● YOUR OBJECTIVE: Your answer should consist of every line in the records that holds "failures".

---

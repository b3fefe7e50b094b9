use diesel_async::{
    pooled_connection::{deadpool::Pool, AsyncDieselConnectionManager},
    scoped_futures::ScopedBoxFuture,
    AsyncPgConnection,
};
use tracing::{debug, instrument};

use crate::{
    configuration::Configuration,
    database::transactions::{PermanentTransactionError, TransactionError},
    error::{TvocError, TvocResult},
};

#[derive(Clone)]
pub struct TvocAsyncDatabaseConnectionPool {
    implementation: Pool<AsyncPgConnection>,
}

#[derive(Debug, Clone, Copy)]
enum TransactionIsolationLevel {
    Serializable,
    ReadCommitted,
}

impl TvocAsyncDatabaseConnectionPool {
    #[instrument(err, skip(configuration))]
    pub(super) fn new(configuration: &Configuration) -> TvocResult<Self> {
        // create a new connection pool with the default config
        let connection_manager = AsyncDieselConnectionManager::<AsyncPgConnection>::new(
            configuration.postgres_url.unsecure(),
        );
        let pool = Pool::builder(connection_manager).build().map_err(|error| {
            TvocError::DatabaseConnectionPoolCreation {
                source: Box::new(error),
            }
        })?;

        Ok(Self {
            implementation: pool,
        })
    }

    /// Execute a transaction with serializable isolation.
    ///
    /// Serialisation failures and [`TransactionError::Temporary`] errors are
    /// logged and the transaction is retried (by calling the closure again).
    /// After `maximum_retry_count` temporary errors,
    /// [`PermanentTransactionError::too_many_temporary_errors`] is returned.
    pub async fn execute_transaction<'b, ReturnType, PermanentErrorType>(
        &self,
        transaction: impl for<'r> Fn(
                &'r mut AsyncPgConnection,
            )
                -> ScopedBoxFuture<'b, 'r, Result<ReturnType, TransactionError>>
            + Sync,
        maximum_retry_count: u64,
    ) -> Result<ReturnType, PermanentErrorType>
    where
        ReturnType: Send + 'b,
        PermanentErrorType: PermanentTransactionError,
    {
        self.execute_transaction_with_isolation_level(
            transaction,
            maximum_retry_count,
            TransactionIsolationLevel::Serializable,
        )
        .await
    }

    /// Execute a transaction with read-committed isolation.
    ///
    /// This is meant for reads and single-statement bulk updates, where
    /// serialisation failures cannot occur or losing a race is acceptable.
    pub async fn execute_read_committed_transaction<'b, ReturnType, PermanentErrorType>(
        &self,
        transaction: impl for<'r> Fn(
                &'r mut AsyncPgConnection,
            )
                -> ScopedBoxFuture<'b, 'r, Result<ReturnType, TransactionError>>
            + Sync,
        maximum_retry_count: u64,
    ) -> Result<ReturnType, PermanentErrorType>
    where
        ReturnType: Send + 'b,
        PermanentErrorType: PermanentTransactionError,
    {
        self.execute_transaction_with_isolation_level(
            transaction,
            maximum_retry_count,
            TransactionIsolationLevel::ReadCommitted,
        )
        .await
    }

    async fn execute_transaction_with_isolation_level<'b, ReturnType, PermanentErrorType>(
        &self,
        transaction: impl for<'r> Fn(
                &'r mut AsyncPgConnection,
            )
                -> ScopedBoxFuture<'b, 'r, Result<ReturnType, TransactionError>>
            + Sync,
        maximum_retry_count: u64,
        isolation_level: TransactionIsolationLevel,
    ) -> Result<ReturnType, PermanentErrorType>
    where
        ReturnType: Send + 'b,
        PermanentErrorType: PermanentTransactionError,
    {
        for _ in 0..maximum_retry_count.saturating_add(1) {
            let mut database_connection =
                self.implementation.get().await.map_err(|error| {
                    PermanentErrorType::permanent_error(Box::new(error))
                })?;

            let result = match isolation_level {
                TransactionIsolationLevel::Serializable => {
                    database_connection
                        .build_transaction()
                        .serializable()
                        .run(|database_connection| transaction(database_connection))
                        .await
                }
                TransactionIsolationLevel::ReadCommitted => {
                    database_connection
                        .build_transaction()
                        .read_committed()
                        .run(|database_connection| transaction(database_connection))
                        .await
                }
            };

            match result {
                Ok(result) => return Ok(result),
                Err(TransactionError::Temporary(error)) => {
                    debug!("temporary transaction error: {error}")
                }
                Err(TransactionError::Permanent(error)) => {
                    return Err(PermanentErrorType::permanent_error(error))
                }
                Err(TransactionError::Diesel(diesel::result::Error::DatabaseError(
                    diesel::result::DatabaseErrorKind::SerializationFailure,
                    information,
                ))) => {
                    debug!("transaction serialisation failure: {}", information.message())
                }
                Err(TransactionError::Diesel(error)) => {
                    return Err(PermanentErrorType::permanent_error(Box::new(error)))
                }
            }
        }

        Err(PermanentErrorType::too_many_temporary_errors(
            maximum_retry_count,
        ))
    }
}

---

● EXERCISE RESULT:
    /// Serialisation failures and [`TransactionError::Temporary`] errors are
    /// serialisation failures cannot occur or losing a race is acceptable.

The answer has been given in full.